* [EXERCISE PROMPT] All of the data is to be restated word for word.

══ RECORDED INFORMATION ══

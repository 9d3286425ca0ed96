//! System git backend
//!
//! Every call goes through the configured `CommandRunner`. Ops run in the
//! checkout directory (clone runs in the process cwd) with a few safe
//! configuration overrides in front of the subcommand.

use super::ops::{GitOp, commit_ops, release_branch_ops};
use super::runner::{CommandRunner, Invocation, Outcome};
use crate::core::error::{GitError, ReleaseResult};
use crate::utils::local_repo_path;
use std::path::Path;

/// Force safe behavior (override user config)
const SAFE_CONFIG: &[&str] = &["advice.detachedHead=false", "core.quotePath=false"];

/// Git backend driving the `git` CLI through a runner
pub struct Git<R: CommandRunner> {
  runner: R,
  program: String,
  remote: String,
}

impl<R: CommandRunner> Git<R> {
  pub fn new(runner: R, program: impl Into<String>, remote: impl Into<String>) -> Self {
    Self {
      runner,
      program: program.into(),
      remote: remote.into(),
    }
  }

  /// Remote name used for every push
  pub fn remote(&self) -> &str {
    &self.remote
  }

  /// Build the invocation for an op
  pub fn invocation(&self, repo: Option<&Path>, op: &GitOp) -> Invocation {
    let mut args = Vec::with_capacity(SAFE_CONFIG.len() * 2 + 6);
    for setting in SAFE_CONFIG {
      args.push("-c".to_string());
      args.push(setting.to_string());
    }
    args.extend(op.args());

    Invocation {
      program: self.program.clone(),
      args,
      cwd: repo.map(Path::to_path_buf),
      capture: op.capture(),
    }
  }

  /// Run one op and interpret its exit status
  pub fn run(&self, repo: Option<&Path>, op: &GitOp) -> ReleaseResult<Outcome> {
    let invocation = self.invocation(repo, op);
    let outcome = self.runner.execute(&invocation).map_err(|source| GitError::Spawn {
      program: self.program.clone(),
      source,
    })?;
    op.check(&outcome)?;
    Ok(outcome)
  }

  /// Run ops in order, stopping at the first failure
  pub fn run_all(&self, repo: &Path, ops: &[GitOp]) -> ReleaseResult<()> {
    for op in ops {
      println!("   $ {} {}", self.program, op.describe());
      self.run(Some(repo), op)?;
    }
    Ok(())
  }

  /// Clone `url` into `dest`
  pub fn clone_repository(&self, url: &str, dest: &Path) -> ReleaseResult<()> {
    // Local sources can be checked without spawning git
    if local_repo_path(url).is_some_and(|path| !path.exists()) {
      return Err(
        GitError::CloneFailed {
          url: url.to_string(),
          reason: "local repository path does not exist".to_string(),
        }
        .into(),
      );
    }

    let op = GitOp::Clone {
      url: url.to_string(),
      dest: dest.to_path_buf(),
    };
    println!("   $ {} {}", self.program, op.describe());
    self.run(None, &op)?;
    Ok(())
  }

  /// Checkout `source_branch`, branch `new_branch` from it and push it
  pub fn cut_release_branch(&self, repo: &Path, source_branch: &str, new_branch: &str) -> ReleaseResult<()> {
    self.run_all(repo, &release_branch_ops(source_branch, new_branch, &self.remote))
  }

  /// Full commit id of HEAD
  pub fn head_commit(&self, repo: &Path) -> ReleaseResult<String> {
    let outcome = self.run(Some(repo), &GitOp::ResolveHead)?;
    Ok(outcome.stdout.trim().to_string())
  }

  /// Stage everything, commit with `message` and push the current branch
  pub fn commit_and_push(&self, repo: &Path, message: &str) -> ReleaseResult<()> {
    self.run_all(repo, &commit_ops(message, &self.remote))
  }
}
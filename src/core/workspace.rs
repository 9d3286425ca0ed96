//! Per-run scratch directory
//!
//! A `Workspace` owns one directory holding the `target` and `config`
//! checkouts. It is removed when the guard is dropped, so every exit path
//! out of the pipeline cleans up. Removal errors are printed as a warning
//! and never replace the pipeline's own error.

use crate::core::error::{ReleaseError, ReleaseResult};
use chrono::Utc;
use std::fs;
use std::io;
use std::path::{Path, PathBuf};

/// Collision retries before giving up
const MAX_ATTEMPTS: u32 = 100;

/// Exclusively owned scratch directory, deleted on drop
#[derive(Debug)]
pub struct Workspace {
  root: PathBuf,
}

impl Workspace {
  /// Create `release-<timestamp>-<pid>[-n]` under `parent`
  pub fn acquire(parent: &Path) -> ReleaseResult<Self> {
    let base = format!("release-{}-{}", Utc::now().format("%Y%m%d%H%M%S"), std::process::id());

    let setup_err = |path: PathBuf, source: io::Error| ReleaseError::Setup { path, source };

    fs::create_dir_all(parent).map_err(|e| setup_err(parent.to_path_buf(), e))?;

    for attempt in 0..MAX_ATTEMPTS {
      let name = if attempt == 0 {
        base.clone()
      } else {
        format!("{}-{}", base, attempt)
      };
      let root = parent.join(name);

      match fs::create_dir(&root) {
        Ok(()) => return Ok(Self { root }),
        Err(e) if e.kind() == io::ErrorKind::AlreadyExists => continue,
        Err(e) => return Err(setup_err(root, e)),
      }
    }

    Err(setup_err(
      parent.join(base),
      io::Error::new(io::ErrorKind::AlreadyExists, "no free workspace name"),
    ))
  }

  pub fn path(&self) -> &Path {
    &self.root
  }

  /// Checkout location of the target repository
  pub fn target_dir(&self) -> PathBuf {
    self.root.join("target")
  }

  /// Checkout location of the configuration repository
  pub fn config_dir(&self) -> PathBuf {
    self.root.join("config")
  }

  /// Remove the directory now
  pub fn release(self) {
    // Drop does the work
  }
}

impl Drop for Workspace {
  fn drop(&mut self) {
    release_workspace(&self.root);
  }
}

/// Recursively delete `path`, reporting failures as a warning only
pub fn release_workspace(path: &Path) {
  match fs::remove_dir_all(path) {
    Ok(()) => {}
    Err(e) if e.kind() == io::ErrorKind::NotFound => {}
    Err(e) => eprintln!("⚠️  Failed to remove workspace {}: {}", path.display(), e),
  }
}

═══

* [EXERCISE RESPONSE]
repository 9d3286425ca0ed96
//! System git backend
//!
//! Every call goes through the configured `CommandRunner`. Ops run in the
//! checkout directory (clone runs in the process cwd) with a few safe
//! configuration overrides in front of the subcommand.

use super::ops::{GitOp, commit_ops, release_branch_ops};
use super::runner::{CommandRunner, Invocation, Outcome};
use crate::core::error::{GitError, ReleaseResult};
use crate::utils::local_repo_path;
use std::path::Path;

/// Force safe behavior (override user config)
const SAFE_CONFIG: &[&str] = &["advice.detachedHead=false", "core.quotePath=false"];

/// Git backend driving the `git` CLI through a runner
pub struct Git<R: CommandRunner> {
  runner: R,
  program: String,
  remote: String,
}

impl<R: CommandRunner> Git<R> {
  pub fn new(runner: R, program: impl Into<String>, remote: impl Into<String>) -> Self {
    Self {
      runner,
      program: program.into(),
      remote: remote.into(),
    }
  }

  /// Remote name used for every push
  pub fn remote(&self) -> &str {
    &self.remote
  }

  /// Build the invocation for an op
  pub fn invocation(&self, repo: Option<&Path>, op: &GitOp) -> Invocation {
    let mut args = Vec::with_capacity(SAFE_CONFIG.len() * 2 + 6);
    for setting in SAFE_CONFIG {
      args.push("-c".to_string());
      args.push(setting.to_string());
    }
    args.extend(op.args());

    Invocation {
      program: self.program.clone(),
      args,
      cwd: repo.map(Path::to_path_buf),
      capture: op.capture(),
    }
  }

  /// Run one op and interpret its exit status
  pub fn run(&self, repo: Option<&Path>, op: &GitOp) -> ReleaseResult<Outcome> {
    let invocation = self.invocation(repo, op);
    let outcome = self.runner.execute(&invocation).map_err(|source| GitError::Spawn {
      program: self.program.clone(),
      source,
    })?;
    op.check(&outcome)?;
    Ok(outcome)
  }

  /// Run ops in order, stopping at the first failure
  pub fn run_all(&self, repo: &Path, ops: &[GitOp]) -> ReleaseResult<()> {
    for op in ops {
      println!("   $ {} {}", self.program, op.describe());
      self.run(Some(repo), op)?;
    }
    Ok(())
  }

  /// Clone `url` into `dest`
  pub fn clone_repository(&self, url: &str, dest: &Path) -> ReleaseResult<()> {
    // Local sources can be checked without spawning git
    if local_repo_path(url).is_some_and(|path| !path.exists()) {
      return Err(
        GitError::CloneFailed {
          url: url.to_string(),
          reason: "local repository path does not exist".to_string(),
        }
        .into(),
      );
    }

    let op = GitOp::Clone {
      url: url.to_string(),
      dest: dest.to_path_buf(),
    };
    println!("   $ {} {}", self.program, op.describe());
    self.run(None, &op)?;
    Ok(())
  }

  /// Checkout `source_branch`, branch `new_branch` from it and push it
  pub fn cut_release_branch(&self, repo: &Path, source_branch: &str, new_branch: &str) -> ReleaseResult<()> {
    self.run_all(repo, &release_branch_ops(source_branch, new_branch, &self.remote))
  }

  /// Full commit id of HEAD
  pub fn head_commit(&self, repo: &Path) -> ReleaseResult<String> {
    let outcome = self.run(Some(repo), &GitOp::ResolveHead)?;
    Ok(outcome.stdout.trim().to_string())
  }

  /// Stage everything, commit with `message` and push the current branch
  pub fn commit_and_push(&self, repo: &Path, message: &str) -> ReleaseResult<()> {
    self.run_all(repo, &commit_ops(message, &self.remote))
  }
}
filename src/core/workspace.rs
repository 9d3286425ca0ed96
//! Per-run scratch directory
//!
//! A `Workspace` owns one directory holding the `target` and `config`
//! checkouts. It is removed when the guard is dropped, so every exit path
//! out of the pipeline cleans up. Removal errors are printed as a warning
//! and never replace the pipeline's own error.

use crate::core::error::{ReleaseError, ReleaseResult};
use chrono::Utc;
use std::fs;
use std::io;
use std::path::{Path, PathBuf};

/// Collision retries before giving up
const MAX_ATTEMPTS: u32 = 100;

/// Exclusively owned scratch directory, deleted on drop
#[derive(Debug)]
pub struct Workspace {
  root: PathBuf,
}

impl Workspace {
  /// Create `release-<timestamp>-<pid>[-n]` under `parent`
  pub fn acquire(parent: &Path) -> ReleaseResult<Self> {
    let base = format!("release-{}-{}", Utc::now().format("%Y%m%d%H%M%S"), std::process::id());

    let setup_err = |path: PathBuf, source: io::Error| ReleaseError::Setup { path, source };

    fs::create_dir_all(parent).map_err(|e| setup_err(parent.to_path_buf(), e))?;

    for attempt in 0..MAX_ATTEMPTS {
      let name = if attempt == 0 {
        base.clone()
      } else {
        format!("{}-{}", base, attempt)
      };
      let root = parent.join(name);

      match fs::create_dir(&root) {
        Ok(()) => return Ok(Self { root }),
        Err(e) if e.kind() == io::ErrorKind::AlreadyExists => continue,
        Err(e) => return Err(setup_err(root, e)),
      }
    }

    Err(setup_err(
      parent.join(base),
      io::Error::new(io::ErrorKind::AlreadyExists, "no free workspace name"),
    ))
  }

  pub fn path(&self) -> &Path {
    &self.root
  }

  /// Checkout location of the target repository
  pub fn target_dir(&self) -> PathBuf {
    self.root.join("target")
  }

  /// Checkout location of the configuration repository
  pub fn config_dir(&self) -> PathBuf {
    self.root.join("config")
  }

  /// Remove the directory now
  pub fn release(self) {
    // Drop does the work
  }
}

impl Drop for Workspace {
  fn drop(&mut self) {
    release_workspace(&self.root);
  }
}

/// Recursively delete `path`, reporting failures as a warning only
pub fn release_workspace(path: &Path) {
  match fs::remove_dir_all(path) {
    Ok(()) => {}
    Err(e) if e.kind() == io::ErrorKind::NotFound => {}
    Err(e) => eprintln!("⚠️  Failed to remove workspace {}: {}", path.display(), e),
  }
}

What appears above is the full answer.